North Korean leader Kim Jong-un has agreed to hold a second summit with US President Donald Trump as soon as possible, Seoul said yesterday, after Washington’s top diplomat held “productive” talks on denuclearization with him in Pyongyang.
US Secretary of State Mike Pompeo met with Kim yesterday morning for about two hours of talks followed by a lunch, before flying to Seoul on a whirlwind diplomatic visit to the region.
Pompeo said “he agreed with Chairman Kim to hold the second US-North Korea summit at the earliest date possible,” South Korea’s presidential office said in a statement, although no specific time or location has yet been agreed.
Photo: EPA-EFE
Pompeo and Kim also discussed “denuclearization steps that would be taken by North Korea and the issue of attendance by the US government,” as well as “corresponding measures” to be taken by the US, the statement said.
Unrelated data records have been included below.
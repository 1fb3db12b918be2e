//! Notebook behaviour through the public API: live queries over note
//! writes and persistence across reopen.

use std::sync::atomic::{AtomicU64, Ordering};
use std::sync::Arc;
use tideline_client::{Direction, Note, Notebook, Snapshot};

fn ticking_notebook() -> Notebook {
    let now = Arc::new(AtomicU64::new(1_706_745_600_000));
    Notebook::in_memory()
        .unwrap()
        .with_clock(move || now.fetch_add(1, Ordering::SeqCst))
}

fn titles(snapshot: &Snapshot) -> Vec<String> {
    snapshot
        .records
        .iter()
        .filter_map(Note::from_document)
        .map(|note| note.title)
        .collect()
}

#[tokio::test]
async fn test_live_query_follows_create_update_delete() {
    let notebook = ticking_notebook();
    let mut notes = notebook.notes(Direction::Ascending, None).unwrap();
    assert!(notes.next().await.unwrap().is_empty());

    let id = notebook.create("A", "x").unwrap();
    assert_eq!(titles(&notes.next().await.unwrap()), vec!["A"]);

    notebook.update(&id, "B", "x").unwrap();
    assert_eq!(titles(&notes.next().await.unwrap()), vec!["B"]);

    notebook.delete(&id).unwrap();
    assert!(notes.next().await.unwrap().is_empty());

    notebook.shutdown().await;
}

#[tokio::test]
async fn test_live_query_orders_by_creation_and_filters_by_title() {
    let notebook = ticking_notebook();
    notebook.create("Zebra crossing", "").unwrap();
    notebook.create("Élan vital", "").unwrap();
    notebook.create("apple pie", "").unwrap();

    let mut descending = notebook.notes(Direction::Descending, None).unwrap();
    assert_eq!(
        titles(&descending.next().await.unwrap()),
        vec!["apple pie", "Élan vital", "Zebra crossing"]
    );

    let mut search = notebook.notes(Direction::Ascending, Some("ela")).unwrap();
    assert_eq!(titles(&search.next().await.unwrap()), vec!["Élan vital"]);

    // Blank search text means no filter
    let mut all = notebook.notes(Direction::Ascending, Some("   ")).unwrap();
    assert_eq!(all.next().await.unwrap().len(), 3);

    notebook.shutdown().await;
}

#[tokio::test]
async fn test_notebook_reopens_from_disk() {
    let dir = tempfile::tempdir().unwrap();

    let (kept, removed) = {
        let notebook = Notebook::open(dir.path()).unwrap();
        let kept = notebook.create("Keep", "me").unwrap();
        let removed = notebook.create("Drop", "me").unwrap();
        notebook.update(&kept, "Keep", "me, edited").unwrap();
        notebook.delete(&removed).unwrap();
        notebook.shutdown().await;
        (kept, removed)
    };

    let notebook = Notebook::open(dir.path()).unwrap();
    let note = notebook.get(&kept).unwrap();
    assert_eq!(note.content, "me, edited");
    assert_eq!(note.revision, 2);
    assert!(notebook.get(&removed).is_err());

    let mut notes = notebook.notes(Direction::Ascending, None).unwrap();
    assert_eq!(titles(&notes.next().await.unwrap()), vec!["Keep"]);

    notebook.shutdown().await;
}
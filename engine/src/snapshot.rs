//! Snapshot types for persisting and restoring store state.
//!
//! Snapshots are what a durable backend compacts its journal into, and what
//! `RecordStore::export_state` hands out. Documents live in a `BTreeMap` so
//! the serialized form is deterministic.

use crate::{error::Result, Document, Error, NodeId, RecordId, Schema, SchemaVersion, Seq};
use serde::{Deserialize, Serialize};
use std::collections::BTreeMap;

/// Version of the snapshot format for future compatibility.
pub const SNAPSHOT_FORMAT_VERSION: u32 = 1;

/// A point-in-time copy of every document, tombstones included.
#[derive(Debug, Clone, PartialEq, Serialize, Deserialize)]
#[serde(rename_all = "camelCase")]
pub struct StoreSnapshot {
    /// Snapshot format version
    pub format_version: u32,
    /// Schema version at time of snapshot
    pub schema_version: SchemaVersion,
    /// Node ID of the store
    pub node_id: NodeId,
    /// Highest write sequence contained in the snapshot
    #[serde(default)]
    pub last_seq: Seq,
    pub documents: BTreeMap<RecordId, Document>,
}

impl StoreSnapshot {
    /// Create a new empty snapshot.
    pub fn new(schema_version: SchemaVersion, node_id: impl Into<NodeId>) -> Self {
        Self {
            format_version: SNAPSHOT_FORMAT_VERSION,
            schema_version,
            node_id: node_id.into(),
            last_seq: 0,
            documents: BTreeMap::new(),
        }
    }

    /// Add or replace a document.
    pub fn add_document(&mut self, document: Document) {
        self.last_seq = self.last_seq.max(document.metadata.seq);
        self.documents.insert(document.id.clone(), document);
    }

    pub fn get_document(&self, id: &str) -> Option<&Document> {
        self.documents.get(id)
    }

    /// Count every document, tombstones included.
    pub fn document_count(&self) -> usize {
        self.documents.len()
    }

    /// Count live documents.
    pub fn active_document_count(&self) -> usize {
        self.documents.values().filter(|d| d.is_active()).count()
    }

    /// Consume the snapshot, yielding documents in id order.
    pub fn into_documents(self) -> Vec<Document> {
        self.documents.into_values().collect()
    }

    /// Validate the snapshot against a schema.
    pub fn validate(&self, schema: &Schema) -> Result<()> {
        if self.schema_version != schema.version {
            return Err(Error::InvalidSnapshot(format!(
                "schema version mismatch: expected {}, got {}",
                schema.version, self.schema_version
            )));
        }

        for (id, document) in &self.documents {
            if id != &document.id {
                return Err(Error::InvalidSnapshot(format!(
                    "document keyed as {id} carries id {}",
                    document.id
                )));
            }
            schema.validate_document(document)?;
        }

        Ok(())
    }

    /// Serialize to JSON with deterministic ordering.
    pub fn to_json(&self) -> Result<String> {
        serde_json::to_string(self).map_err(|e| Error::InvalidSnapshot(e.to_string()))
    }

    /// Serialize to pretty JSON with deterministic ordering.
    pub fn to_json_pretty(&self) -> Result<String> {
        serde_json::to_string_pretty(self).map_err(|e| Error::InvalidSnapshot(e.to_string()))
    }

    /// Deserialize from JSON.
    pub fn from_json(json: &str) -> Result<Self> {
        let snapshot: Self =
            serde_json::from_str(json).map_err(|e| Error::InvalidSnapshot(e.to_string()))?;

        if snapshot.format_version > SNAPSHOT_FORMAT_VERSION {
            return Err(Error::InvalidSnapshot(format!(
                "unsupported snapshot format version: {} (max supported: {})",
                snapshot.format_version, SNAPSHOT_FORMAT_VERSION
            )));
        }

        Ok(snapshot)
    }
}

/// Metadata about a snapshot (without the full data).
#[derive(Debug, Clone, PartialEq, Eq, Serialize, Deserialize)]
#[serde(rename_all = "camelCase")]
pub struct SnapshotMetadata {
    pub format_version: u32,
    pub schema_version: SchemaVersion,
    pub node_id: NodeId,
    pub last_seq: Seq,
    /// Documents including tombstones
    pub document_count: usize,
    /// Live documents
    pub active_count: usize,
}

impl From<&StoreSnapshot> for SnapshotMetadata {
    fn from(snapshot: &StoreSnapshot) -> Self {
        Self {
            format_version: snapshot.format_version,
            schema_version: snapshot.schema_version,
            node_id: snapshot.node_id.clone(),
            last_seq: snapshot.last_seq,
            document_count: snapshot.document_count(),
            active_count: snapshot.active_document_count(),
        }
    }
}
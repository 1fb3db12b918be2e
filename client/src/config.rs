//! Replication configuration loading.
//!
//! Configuration comes from a TOML file or from `TIDELINE_*` environment
//! variables (a `.env` file is honoured through `dotenvy`). Both sources end
//! in [`SyncConfig::new`], which validates the endpoint and credentials.
//!
//! ```toml
//! [endpoint]
//! url = "https://sync.example.com"
//!
//! [auth]
//! username = "alice"
//! password = "secret"
//!
//! [replication]
//! direction = "push_and_pull"
//! continuous = true
//! heartbeat_secs = 60
//! ```

use crate::{Error, Result};
use reqwest::Url;
use serde::Deserialize;
use std::fmt;
use std::path::Path;
use std::time::Duration;

/// Default interval between heartbeats while idle.
pub const DEFAULT_HEARTBEAT: Duration = Duration::from_secs(60);

/// Default number of consecutive failed attempts before giving up.
pub const DEFAULT_MAX_ATTEMPTS: u32 = 15;

/// Default cap on the wait between attempts.
pub const DEFAULT_MAX_ATTEMPT_WAIT: Duration = Duration::from_secs(180);

/// Default interval between pulls while idle.
pub const DEFAULT_POLL_INTERVAL: Duration = Duration::from_secs(5);

/// Which way changes flow.
#[derive(Debug, Clone, Copy, PartialEq, Eq, Default, Deserialize)]
#[serde(rename_all = "snake_case")]
pub enum SyncDirection {
    Push,
    Pull,
    #[default]
    PushAndPull,
}

impl SyncDirection {
    pub fn pushes(self) -> bool {
        matches!(self, Self::Push | Self::PushAndPull)
    }

    pub fn pulls(self) -> bool {
        matches!(self, Self::Pull | Self::PushAndPull)
    }
}

/// Tuning of a replication session.
#[derive(Debug, Clone, PartialEq, Eq)]
pub struct ReplicationOptions {
    pub direction: SyncDirection,
    /// Keep syncing after the first exchange
    pub continuous: bool,
    pub heartbeat: Duration,
    pub max_attempts: u32,
    pub max_attempt_wait: Duration,
    pub poll_interval: Duration,
    /// Page size for pulls and pushes
    pub batch_size: usize,
}

impl Default for ReplicationOptions {
    fn default() -> Self {
        Self {
            direction: SyncDirection::PushAndPull,
            continuous: true,
            heartbeat: DEFAULT_HEARTBEAT,
            max_attempts: DEFAULT_MAX_ATTEMPTS,
            max_attempt_wait: DEFAULT_MAX_ATTEMPT_WAIT,
            poll_interval: DEFAULT_POLL_INTERVAL,
            batch_size: tideline_engine::protocol::DEFAULT_PULL_LIMIT,
        }
    }
}

/// Validated endpoint, credentials and tuning.
#[derive(Clone, PartialEq, Eq)]
pub struct SyncConfig {
    pub endpoint_url: Url,
    pub username: String,
    pub password: String,
    pub options: ReplicationOptions,
}

// The password never reaches logs
impl fmt::Debug for SyncConfig {
    fn fmt(&self, f: &mut fmt::Formatter<'_>) -> fmt::Result {
        f.debug_struct("SyncConfig")
            .field("endpoint_url", &self.endpoint_url.as_str())
            .field("username", &self.username)
            .field("password", &"<redacted>")
            .field("options", &self.options)
            .finish()
    }
}

impl SyncConfig {
    /// Validate raw settings.
    pub fn new(endpoint_url: &str, username: &str, password: &str) -> Result<Self> {
        let url = Url::parse(endpoint_url.trim())
            .map_err(|e| Error::ConfigInvalid(format!("endpoint url {endpoint_url:?}: {e}")))?;
        if !matches!(url.scheme(), "http" | "https") {
            return Err(Error::ConfigInvalid(format!(
                "endpoint url must use http or https, got {}",
                url.scheme()
            )));
        }
        if url.host_str().is_none() {
            return Err(Error::ConfigInvalid("endpoint url has no host".into()));
        }
        if username.is_empty() {
            return Err(Error::ConfigInvalid("username is empty".into()));
        }
        if password.is_empty() {
            return Err(Error::ConfigInvalid("password is empty".into()));
        }

        Ok(Self {
            endpoint_url: url,
            username: username.to_string(),
            password: password.to_string(),
            options: ReplicationOptions::default(),
        })
    }

    /// Replace the tuning.
    pub fn with_options(mut self, options: ReplicationOptions) -> Self {
        self.options = options;
        self
    }

    /// Load from a TOML file. A missing file is `ConfigMissing`.
    pub fn load(path: impl AsRef<Path>) -> Result<Self> {
        let path = path.as_ref();
        let text = match std::fs::read_to_string(path) {
            Ok(text) => text,
            Err(e) if e.kind() == std::io::ErrorKind::NotFound => return Err(Error::ConfigMissing),
            Err(e) => {
                return Err(Error::ConfigInvalid(format!(
                    "cannot read {}: {e}",
                    path.display()
                )))
            }
        };
        Self::from_toml_str(&text)
    }

    /// Parse TOML text.
    pub fn from_toml_str(text: &str) -> Result<Self> {
        let file: ConfigFile =
            toml::from_str(text).map_err(|e| Error::ConfigInvalid(e.to_string()))?;

        let url = file.endpoint.url.ok_or(Error::ConfigMissing)?;
        let auth = file
            .auth
            .ok_or_else(|| Error::ConfigInvalid("missing [auth] section".into()))?;
        let username = auth.username.unwrap_or_default();
        let password = auth.password.unwrap_or_default();

        Ok(Self::new(&url, &username, &password)?.with_options(file.replication.into()))
    }

    /// Load from `TIDELINE_*` environment variables, reading `.env` first.
    pub fn from_env() -> Result<Self> {
        dotenvy::dotenv().ok();
        Self::from_lookup(|key| std::env::var(key).ok())
    }

    /// Load from an arbitrary variable lookup.
    ///
    /// `TIDELINE_ENDPOINT_URL` absent means no configuration at all; any
    /// other missing or malformed variable is invalid configuration.
    pub fn from_lookup(lookup: impl Fn(&str) -> Option<String>) -> Result<Self> {
        let url = lookup("TIDELINE_ENDPOINT_URL").ok_or(Error::ConfigMissing)?;
        let username = lookup("TIDELINE_USERNAME").unwrap_or_default();
        let password = lookup("TIDELINE_PASSWORD").unwrap_or_default();

        let mut options = ReplicationOptions::default();
        if let Some(direction) = lookup("TIDELINE_DIRECTION") {
            options.direction = match direction.trim() {
                "push" => SyncDirection::Push,
                "pull" => SyncDirection::Pull,
                "push_and_pull" => SyncDirection::PushAndPull,
                other => {
                    return Err(Error::ConfigInvalid(format!(
                        "TIDELINE_DIRECTION: unknown direction {other:?}"
                    )))
                }
            };
        }
        if let Some(continuous) = lookup("TIDELINE_CONTINUOUS") {
            options.continuous = parse_var("TIDELINE_CONTINUOUS", &continuous)?;
        }
        if let Some(secs) = lookup("TIDELINE_HEARTBEAT_SECS") {
            options.heartbeat = Duration::from_secs(parse_var("TIDELINE_HEARTBEAT_SECS", &secs)?);
        }
        if let Some(attempts) = lookup("TIDELINE_MAX_ATTEMPTS") {
            options.max_attempts = parse_var("TIDELINE_MAX_ATTEMPTS", &attempts)?;
        }

        Ok(Self::new(&url, &username, &password)?.with_options(options))
    }
}

fn parse_var<T: std::str::FromStr>(name: &str, value: &str) -> Result<T> {
    value
        .trim()
        .parse()
        .map_err(|_| Error::ConfigInvalid(format!("{name}: cannot parse {value:?}")))
}

#[derive(Debug, Deserialize)]
struct ConfigFile {
    #[serde(default)]
    endpoint: EndpointSection,
    auth: Option<AuthSection>,
    #[serde(default)]
    replication: ReplicationSection,
}

#[derive(Debug, Default, Deserialize)]
struct EndpointSection {
    url: Option<String>,
}

#[derive(Debug, Deserialize)]
struct AuthSection {
    username: Option<String>,
    password: Option<String>,
}

#[derive(Debug, Deserialize)]
#[serde(default)]
struct ReplicationSection {
    direction: SyncDirection,
    continuous: bool,
    heartbeat_secs: u64,
    max_attempts: u32,
    max_attempt_wait_secs: u64,
    poll_interval_secs: u64,
    batch_size: usize,
}

impl Default for ReplicationSection {
    fn default() -> Self {
        let defaults = ReplicationOptions::default();
        Self {
            direction: defaults.direction,
            continuous: defaults.continuous,
            heartbeat_secs: defaults.heartbeat.as_secs(),
            max_attempts: defaults.max_attempts,
            max_attempt_wait_secs: defaults.max_attempt_wait.as_secs(),
            poll_interval_secs: defaults.poll_interval.as_secs(),
            batch_size: defaults.batch_size,
        }
    }
}

impl From<ReplicationSection> for ReplicationOptions {
    fn from(section: ReplicationSection) -> Self {
        Self {
            direction: section.direction,
            continuous: section.continuous,
            heartbeat: Duration::from_secs(section.heartbeat_secs),
            max_attempts: section.max_attempts.max(1),
            max_attempt_wait: Duration::from_secs(section.max_attempt_wait_secs),
            poll_interval: Duration::from_secs(section.poll_interval_secs.max(1)),
            batch_size: section.batch_size.max(1),
        }
    }
}
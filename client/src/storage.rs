//! Durable local storage.
//!
//! [`FileBackend`] keeps a store directory:
//!
//! ```text
//! <dir>/snapshot.json     compacted StoreSnapshot
//! <dir>/journal.jsonl     one document per line, appended on every write
//! <dir>/checkpoint.json   replication checkpoint
//! ```
//!
//! Opening replays the journal over the snapshot (highest revision per id
//! wins), writes the result as a fresh snapshot through a temp file and
//! rename, then truncates the journal. A torn last journal line from a crash
//! mid-append is ignored.

use crate::{Error, Result};
use serde::{Deserialize, Serialize};
use std::collections::BTreeMap;
use std::fs::{self, File};
use std::io::{BufRead, BufReader, Write};
use std::path::{Path, PathBuf};
use std::sync::Mutex;
use tideline_engine::{
    Backend, Document, NodeId, RecordId, SchemaVersion, Seq, StoreSnapshot,
};

const SNAPSHOT_FILE: &str = "snapshot.json";
const JOURNAL_FILE: &str = "journal.jsonl";
const CHECKPOINT_FILE: &str = "checkpoint.json";

fn io_fault(context: &str, path: &Path, err: std::io::Error) -> Error {
    Error::StorageFault(format!("{context} {}: {err}", path.display()))
}

/// Write `contents` to `path` atomically.
fn write_atomic(path: &Path, contents: &[u8]) -> Result<()> {
    let tmp = path.with_extension("tmp");
    let mut file = File::create(&tmp).map_err(|e| io_fault("create", &tmp, e))?;
    file.write_all(contents)
        .and_then(|_| file.sync_all())
        .map_err(|e| io_fault("write", &tmp, e))?;
    fs::rename(&tmp, path).map_err(|e| io_fault("rename", path, e))
}

/// Snapshot plus journal backend for a [`tideline_engine::RecordStore`].
#[derive(Debug)]
pub struct FileBackend {
    dir: PathBuf,
    node_id: NodeId,
    journal: Mutex<File>,
}

impl FileBackend {
    /// Open (creating if needed) a store directory and compact it.
    ///
    /// A new directory gets a fresh random node id; an existing one keeps the
    /// id recorded in its snapshot.
    pub fn open(dir: impl AsRef<Path>, schema_version: SchemaVersion) -> Result<Self> {
        let dir = dir.as_ref().to_path_buf();
        fs::create_dir_all(&dir).map_err(|e| io_fault("create", &dir, e))?;

        let mut snapshot = read_snapshot(&dir)?.unwrap_or_else(|| {
            StoreSnapshot::new(schema_version, uuid::Uuid::new_v4().to_string())
        });
        let replayed = replay_journal(&dir.join(JOURNAL_FILE))?;
        let replayed_count = replayed.len();
        for document in replayed {
            let newer = snapshot
                .get_document(&document.id)
                .map_or(true, |stored| document.revision >= stored.revision);
            if newer {
                snapshot.add_document(document);
            }
        }
        snapshot.schema_version = schema_version;

        write_atomic(&dir.join(SNAPSHOT_FILE), snapshot.to_json()?.as_bytes())?;
        let journal_path = dir.join(JOURNAL_FILE);
        let journal = File::create(&journal_path).map_err(|e| io_fault("truncate", &journal_path, e))?;

        tracing::debug!(
            dir = %dir.display(),
            documents = snapshot.document_count(),
            replayed = replayed_count,
            "store directory compacted"
        );

        Ok(Self {
            dir,
            node_id: snapshot.node_id,
            journal: Mutex::new(journal),
        })
    }

    /// Node id persisted for this directory.
    pub fn node_id(&self) -> &NodeId {
        &self.node_id
    }

    pub fn dir(&self) -> &Path {
        &self.dir
    }

    /// Checkpoint store living beside the data.
    pub fn checkpoints(&self) -> FileCheckpoints {
        FileCheckpoints::new(self.dir.join(CHECKPOINT_FILE))
    }
}

fn read_snapshot(dir: &Path) -> Result<Option<StoreSnapshot>> {
    let path = dir.join(SNAPSHOT_FILE);
    match fs::read_to_string(&path) {
        Ok(text) => StoreSnapshot::from_json(&text).map(Some),
        Err(e) if e.kind() == std::io::ErrorKind::NotFound => Ok(None),
        Err(e) => Err(io_fault("read", &path, e)),
    }
}

fn replay_journal(path: &Path) -> Result<Vec<Document>> {
    let file = match File::open(path) {
        Ok(file) => file,
        Err(e) if e.kind() == std::io::ErrorKind::NotFound => return Ok(Vec::new()),
        Err(e) => return Err(io_fault("open", path, e)),
    };

    let lines: Vec<String> = BufReader::new(file)
        .lines()
        .collect::<std::io::Result<_>>()
        .map_err(|e| io_fault("read", path, e))?;

    let mut documents = Vec::with_capacity(lines.len());
    let last = lines.len().saturating_sub(1);
    for (n, line) in lines.iter().enumerate() {
        if line.trim().is_empty() {
            continue;
        }
        match serde_json::from_str::<Document>(line) {
            Ok(document) => documents.push(document),
            Err(e) if n == last => {
                tracing::warn!(path = %path.display(), error = %e, "ignoring torn journal tail");
            }
            Err(e) => {
                return Err(Error::StorageFault(format!(
                    "corrupt journal {} line {}: {e}",
                    path.display(),
                    n + 1
                )))
            }
        }
    }
    Ok(documents)
}

impl Backend for FileBackend {
    fn load(&self) -> Result<Vec<Document>> {
        let mut latest: BTreeMap<RecordId, Document> = read_snapshot(&self.dir)?
            .map(|s| s.documents)
            .unwrap_or_default();
        for document in replay_journal(&self.dir.join(JOURNAL_FILE))? {
            match latest.get(&document.id) {
                Some(stored) if stored.revision > document.revision => {}
                _ => {
                    latest.insert(document.id.clone(), document);
                }
            }
        }
        Ok(latest.into_values().collect())
    }

    fn persist(&self, document: &Document) -> Result<()> {
        let mut line = serde_json::to_vec(document)
            .map_err(|e| Error::StorageFault(format!("encode {}: {e}", document.id)))?;
        line.push(b'\n');

        let path = self.dir.join(JOURNAL_FILE);
        let mut journal = self
            .journal
            .lock()
            .map_err(|_| Error::StorageFault("journal lock poisoned".into()))?;
        journal
            .write_all(&line)
            .and_then(|_| journal.sync_data())
            .map_err(|e| io_fault("append", &path, e))
    }
}

/// Replication progress in both directions.
#[derive(Debug, Clone, Copy, Default, PartialEq, Eq, Serialize, Deserialize)]
#[serde(rename_all = "camelCase")]
pub struct Checkpoint {
    /// Highest local write sequence acknowledged by the endpoint
    pub pushed_seq: Seq,
    /// Endpoint checkpoint of the last applied pull page
    pub pulled: Seq,
}

/// Persistence of the replication [`Checkpoint`].
pub trait CheckpointStore: Send + Sync {
    fn load(&self) -> Result<Checkpoint>;
    fn save(&self, checkpoint: &Checkpoint) -> Result<()>;
}

/// Checkpoints held in memory, lost on restart.
#[derive(Debug, Default)]
pub struct MemoryCheckpoints {
    current: Mutex<Checkpoint>,
}

impl MemoryCheckpoints {
    pub fn new() -> Self {
        Self::default()
    }
}

impl CheckpointStore for MemoryCheckpoints {
    fn load(&self) -> Result<Checkpoint> {
        self.current
            .lock()
            .map(|c| *c)
            .map_err(|_| Error::StorageFault("checkpoint lock poisoned".into()))
    }

    fn save(&self, checkpoint: &Checkpoint) -> Result<()> {
        let mut current = self
            .current
            .lock()
            .map_err(|_| Error::StorageFault("checkpoint lock poisoned".into()))?;
        *current = *checkpoint;
        Ok(())
    }
}

/// Checkpoints in a JSON file, replaced atomically on save.
#[derive(Debug, Clone)]
pub struct FileCheckpoints {
    path: PathBuf,
}

impl FileCheckpoints {
    pub fn new(path: impl Into<PathBuf>) -> Self {
        Self { path: path.into() }
    }
}

impl CheckpointStore for FileCheckpoints {
    fn load(&self) -> Result<Checkpoint> {
        match fs::read(&self.path) {
            Ok(bytes) => serde_json::from_slice(&bytes).map_err(|e| {
                Error::StorageFault(format!("corrupt checkpoint {}: {e}", self.path.display()))
            }),
            Err(e) if e.kind() == std::io::ErrorKind::NotFound => Ok(Checkpoint::default()),
            Err(e) => Err(io_fault("read", &self.path, e)),
        }
    }

    fn save(&self, checkpoint: &Checkpoint) -> Result<()> {
        let bytes = serde_json::to_vec(checkpoint)
            .map_err(|e| Error::StorageFault(format!("encode checkpoint: {e}")))?;
        write_atomic(&self.path, &bytes)
    }
}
The visit was Pompeo’s fourth to North Korea.
“We continue to make progress on agreements made at Singapore Summit. Thanks for hosting me and my team,” Pompeo tweeted.
Kim also praised their “nice meeting,” telling Pompeo via an interpreter following the morning’s talks that it was “a very nice day that promises a good future ... for both countries.”
An official on the latest visit to Pyongyang with Pompeo said the trip was “better than the last time,” but added: “It’s going to be a long haul.”
Following his arrival in Seoul from Pyongyang, Pompeo said at a meeting with South Korean President Moon Jae-in that he had “a good productive conversation” with Kim, in talks which represented “another step forward.”
Moon, who held three summits with Kim this year and also brokered the Trump-Kim summit in Singapore, said the “whole world” was watching with keen interest the outcomes of Pompeo’s trip.
“I hope your trip to North Korea and the upcoming second US-North Korea summit will provide a good opportunity for achieving irreversible, decisive progress in terms of denuclearization and the peace process on the Korean Peninsula,” he said.
South Korean Minister of Foreign Affairs Kang Kyung-wha has given a hint of what a grand bargain between the two countries could look like.
In an interview with the Washington Post, she said the North could agree to dismantle Yongbyon, its signature nuclear site, and in exchange, the US would declare a formal end to the Korean War, but the North would stop short of delivering an exhaustive list of its nuclear facilities.
Pompeo is to wrap up his trip with a visit to Beijing today.